Oui, mais seulement si trois conditions sont réunies : la photo est prise par l'auteur lui-même, le tirage est réalisé par lui ou sous son contrôle direct, et l'exemplaire est signé et numéroté dans une série limitée à 30 exemplaires tous formats confondus. En dehors de ce cadre précis — tirage non numéroté, série dépassant 30 exemplaires — c'est le taux normal de 20 % qui s'applique, sans exception.
Suis-je concerné par la franchise en base de TVA ?
Tant que ton chiffre d'affaires annuel reste sous 37 500 € (avec une tolérance jusqu'à 41 250 € l'année du dépassement), tu factures hors taxe avec la mention 'TVA non applicable, article 293 B du CGI'. Pour un photographe, le seuil arrive souvent plus vite qu'il n'y paraît, parce que la cession de droits s'ajoute à la prestation de prise de vue sur une même facture : un reportage facturé 1 200 € accompagné d'une cession pour un usage commercial ou publicitaire peut à lui seul représenter le double, voire le triple. Une poignée de missions de ce type dans l'année suffit à franchir le seuil. Un projet de réforme prévoyait début 2025 d'abaisser ce seuil à 25 000 € pour l'ensemble des micro-entrepreneurs ; il a été définitivement abandonné par la loi n° 2025-1044 du 3 novembre 2025, qui maintient les seuils actuels.

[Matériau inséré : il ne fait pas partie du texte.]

//! Per-peer collections of match rules.

use std::collections::BTreeMap;

use thiserror::Error;
use zbus::{MatchRule, Message, OwnedMatchRule};

use crate::{name_registry::NameRegistry, peers};

#[derive(Debug, Error, PartialEq, Eq)]
pub enum MatchError {
    #[error("invalid match rule")]
    Invalid,
    #[error("no such match rule")]
    NotFound,
}

#[derive(Debug)]
struct MatchEntry {
    /// Everything the zbus matcher handles correctly, i.e. the rule with
    /// its `sender`/`destination` keys stripped. `None` when nothing is
    /// left over (or for the wildcard rule).
    rule: Option<OwnedMatchRule>,
    /// Sender matcher, applied manually: the zbus matcher compares the
    /// rule's sender literally against the header, but the header always
    /// carries the stamped unique name, so a well-known sender has to be
    /// resolved through the name registry first.
    sender: Option<String>,
    /// Destination matcher, same story: the message may be addressed to a
    /// well-known name that only the registry can resolve.
    destination: Option<String>,
    /// First-argument matcher, kept out of band so `NameOwnerChanged`
    /// subscriptions scoped to a single name are honored independently of
    /// how much argument matching the zbus matcher covers.
    arg0: Option<String>,
    /// The same rule may be added more than once; removal drops one
    /// reference at a time.
    count: usize,
}

impl MatchEntry {
    fn parse(rule_string: &str) -> Result<Self, MatchError> {
        if rule_string.is_empty() {
            // The wildcard rule.
            return Ok(Self {
                rule: None,
                sender: None,
                destination: None,
                arg0: None,
                count: 1,
            });
        }

        let parsed = MatchRule::try_from(rule_string).map_err(|_| MatchError::Invalid)?;
        let sender = parsed.sender().map(|s| s.to_string());
        let destination = parsed.destination().map(|d| d.to_string());

        let stripped = strip_routing_keys(rule_string);
        let rule = if stripped.is_empty() {
            None
        } else {
            Some(
                MatchRule::try_from(stripped.as_str())
                    .map_err(|_| MatchError::Invalid)?
                    .into(),
            )
        };

        Ok(Self {
            rule,
            sender,
            destination,
            arg0: parse_arg0(rule_string),
            count: 1,
        })
    }
}

/// A peer's match rules, keyed by the verbatim rule string.
#[derive(Debug, Default)]
pub struct MatchRules {
    entries: BTreeMap<String, MatchEntry>,
    n_rules: usize,
}

impl MatchRules {
    pub fn new() -> Self {
        Self::default()
    }

    /// A set consisting of the single wildcard rule, as handed to monitors
    /// that subscribed with an empty rule array.
    pub fn wildcard() -> Self {
        let mut rules = Self::new();
        rules.add("").expect("empty rule is the wildcard");
        rules
    }

    pub fn add(&mut self, rule_string: &str) -> Result<(), MatchError> {
        match self.entries.get_mut(rule_string) {
            Some(entry) => entry.count += 1,
            None => {
                let entry = MatchEntry::parse(rule_string)?;
                self.entries.insert(rule_string.to_string(), entry);
            }
        }
        self.n_rules += 1;

        Ok(())
    }

    /// Remove one instance of the rule.
    pub fn remove(&mut self, rule_string: &str) -> Result<(), MatchError> {
        let entry = self
            .entries
            .get_mut(rule_string)
            .ok_or(MatchError::NotFound)?;
        entry.count -= 1;
        if entry.count == 0 {
            self.entries.remove(rule_string);
        }
        self.n_rules -= 1;

        Ok(())
    }

    pub fn clear(&mut self) {
        self.entries.clear();
        self.n_rules = 0;
    }

    pub fn is_empty(&self) -> bool {
        self.entries.is_empty()
    }

    /// Total number of rule references, the quantity quotas apply to.
    pub fn len(&self) -> usize {
        self.n_rules
    }

    /// Match the message against the rules.
    ///
    /// Sender and destination expressed as well-known names are resolved
    /// through the name registry before comparing, which the zbus matcher
    /// cannot do on its own.
    pub fn matches(&self, msg: &Message, names: &NameRegistry) -> bool {
        self.entries.values().any(|e| entry_matches(e, msg, names))
    }
}

fn entry_matches(entry: &MatchEntry, msg: &Message, names: &NameRegistry) -> bool {
    // The zbus matcher covers type, path, interface, member and friends;
    // sender and destination were stripped from the rule it sees.
    if let Some(rule) = &entry.rule {
        match rule.matches(msg) {
            Ok(true) => (),
            Ok(false) => return false,
            Err(e) => {
                tracing::warn!("error matching rule: {}", e);

                return false;
            }
        }
    }

    if let Some(want) = &entry.sender {
        let Some(expected) = resolve_to_unique(want, names) else {
            // An unowned well-known sender cannot have sent anything.
            return false;
        };
        let sender = msg
            .header()
            .ok()
            .and_then(|hdr| hdr.sender().ok().flatten().map(|s| s.to_string()));
        if sender.as_deref() != Some(expected.as_str()) {
            return false;
        }
    }

    if let Some(want) = &entry.destination {
        let Some(expected) = resolve_to_unique(want, names) else {
            return false;
        };
        let dest = msg
            .header()
            .ok()
            .and_then(|hdr| hdr.destination().ok().flatten().map(|d| d.to_string()));
        let Some(actual) = dest.as_deref().and_then(|d| resolve_to_unique(d, names)) else {
            return false;
        };
        if actual != expected {
            return false;
        }
    }

    if let Some(want) = &entry.arg0 {
        let first_is_string = msg
            .body_signature()
            .map(|s| s.as_str().starts_with('s'))
            .unwrap_or(false);
        if !first_is_string {
            return false;
        }
        match msg.body_unchecked::<&str>() {
            Ok(arg0) if arg0 == want => (),
            _ => return false,
        }
    }

    true
}

/// The unique address a bus name currently designates. Unique names (and
/// the driver's own name) stand for themselves.
fn resolve_to_unique(name: &str, names: &NameRegistry) -> Option<String> {
    if name.starts_with(':') || name == "org.freedesktop.DBus" {
        return Some(name.to_string());
    }

    names.lookup(name).map(peers::unique_address)
}

/// Drop the `sender`/`destination` components from a rule string; those
/// are matched manually.
fn strip_routing_keys(rule_string: &str) -> String {
    rule_string
        .split(',')
        .filter(|part| {
            let key = part.split_once('=').map(|(key, _)| key.trim());
            !matches!(key, Some("sender") | Some("destination"))
        })
        .collect::<Vec<_>>()
        .join(",")
}

/// Pull the `arg0='…'` matcher out of a rule string.
fn parse_arg0(rule_string: &str) -> Option<String> {
    for part in rule_string.split(',') {
        if let Some((key, value)) = part.split_once('=') {
            if key.trim() == "arg0" {
                return Some(value.trim().trim_matches('\'').to_string());
            }
        }
    }

    None
}

#[cfg(test)]
mod tests {
    use std::sync::Arc;

    use zbus::MessageBuilder;

    use super::*;
    use crate::{
        connection::{Connection, EnqueueError, MessageQueue},
        peer::PeerCredentials,
        peers::PeerRegistry,
        policy::PolicySnapshot,
    };

    #[derive(Debug)]
    struct NullQueue;

    impl MessageQueue for NullQueue {
        fn enqueue(&self, _msg: Arc<Message>) -> Result<(), EnqueueError> {
            Ok(())
        }

        fn shutdown(&self) {}
    }

    /// A registry where `com.example.Service` is owned by `:1.0`.
    fn names_with_service() -> NameRegistry {
        let mut peers = PeerRegistry::new();
        peers.add(
            Connection::new(Box::new(NullQueue)),
            PeerCredentials {
                uid: nix::unistd::Uid::from_raw(1000),
                pid: 1,
                seclabel: None,
            },
            PolicySnapshot::allow_all_arc(),
        );
        let mut names = NameRegistry::new();
        names
            .request_name(&mut peers, "com.example.Service", 0, Default::default())
            .unwrap();

        names
    }

    fn signal_from(sender: &str) -> Message {
        MessageBuilder::signal("/com/example/Object", "com.example.Iface", "Changed")
            .unwrap()
            .sender(sender)
            .unwrap()
            .build(&())
            .unwrap()
    }

    #[test]
    fn duplicate_rules_are_reference_counted() {
        let mut rules = MatchRules::new();
        rules.add("type='signal'").unwrap();
        rules.add("type='signal'").unwrap();
        assert_eq!(rules.len(), 2);

        rules.remove("type='signal'").unwrap();
        assert!(!rules.is_empty());
        rules.remove("type='signal'").unwrap();
        assert!(rules.is_empty());
        assert_eq!(rules.remove("type='signal'"), Err(MatchError::NotFound));
    }

    #[test]
    fn garbage_is_rejected() {
        let mut rules = MatchRules::new();
        assert_eq!(rules.add("not a rule"), Err(MatchError::Invalid));
    }

    #[test]
    fn arg0_is_extracted() {
        assert_eq!(
            parse_arg0("type='signal',arg0='com.example.Name'"),
            Some("com.example.Name".to_string())
        );
        assert_eq!(parse_arg0("type='signal'"), None);
    }

    #[test]
    fn routing_keys_are_stripped() {
        assert_eq!(
            strip_routing_keys("type='signal',sender='com.example.Service',member='Changed'"),
            "type='signal',member='Changed'"
        );
        assert_eq!(strip_routing_keys("destination=':1.0'"), "");
    }

    #[test]
    fn well_known_sender_rules_resolve_through_the_registry() {
        let names = names_with_service();
        let mut rules = MatchRules::new();
        rules
            .add("type='signal',sender='com.example.Service'")
            .unwrap();

        // The message carries the stamped unique name of the owner.
        assert!(rules.matches(&signal_from(":1.0"), &names));
        assert!(!rules.matches(&signal_from(":1.9"), &names));

        // With nobody owning the name, nothing can match.
        assert!(!rules.matches(&signal_from(":1.0"), &NameRegistry::new()));
    }

    #[test]
    fn destination_rules_resolve_well_known_destinations() {
        let names = names_with_service();
        let mut rules = MatchRules::new();
        rules.add("destination=':1.0'").unwrap();

        let msg = MessageBuilder::method_call("/com/example/Object", "Frob")
            .unwrap()
            .destination("com.example.Service")
            .unwrap()
            .sender(":1.3")
            .unwrap()
            .build(&())
            .unwrap();
        assert!(rules.matches(&msg, &names));
        assert!(!rules.matches(&msg, &NameRegistry::new()));

        let elsewhere = MessageBuilder::method_call("/com/example/Object", "Frob")
            .unwrap()
            .destination(":1.7")
            .unwrap()
            .sender(":1.3")
            .unwrap()
            .build(&())
            .unwrap();
        assert!(!rules.matches(&elsewhere, &names));
    }
}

Un photographe en franchise en base est-il concerné par la facture électronique ?
Oui, sur le volet réception : dès septembre 2026, tout professionnel assujetti à la TVA — y compris en franchise en base — doit être en mesure de recevoir des factures électroniques structurées de ses fournisseurs. L'obligation d'émettre ses propres factures sous forme électronique à des clients professionnels s'applique à partir de septembre 2027 pour les micro-entreprises et TPE.
Dois-je facturer différemment un client particulier et un client professionnel ?
Les taux de TVA applicables (prestation, cession de droits, tirages d'art) ne dépendent pas du statut du client, mais de la nature de l'opération. En revanche, certaines mentions obligatoires diffèrent : un client professionnel attend en général une facture complète dès le premier euro, tandis qu'un particulier peut, selon le montant, se voir remettre une simple note. Dans la pratique, il est plus simple et plus sûr d'émettre une facture complète dans tous les cas.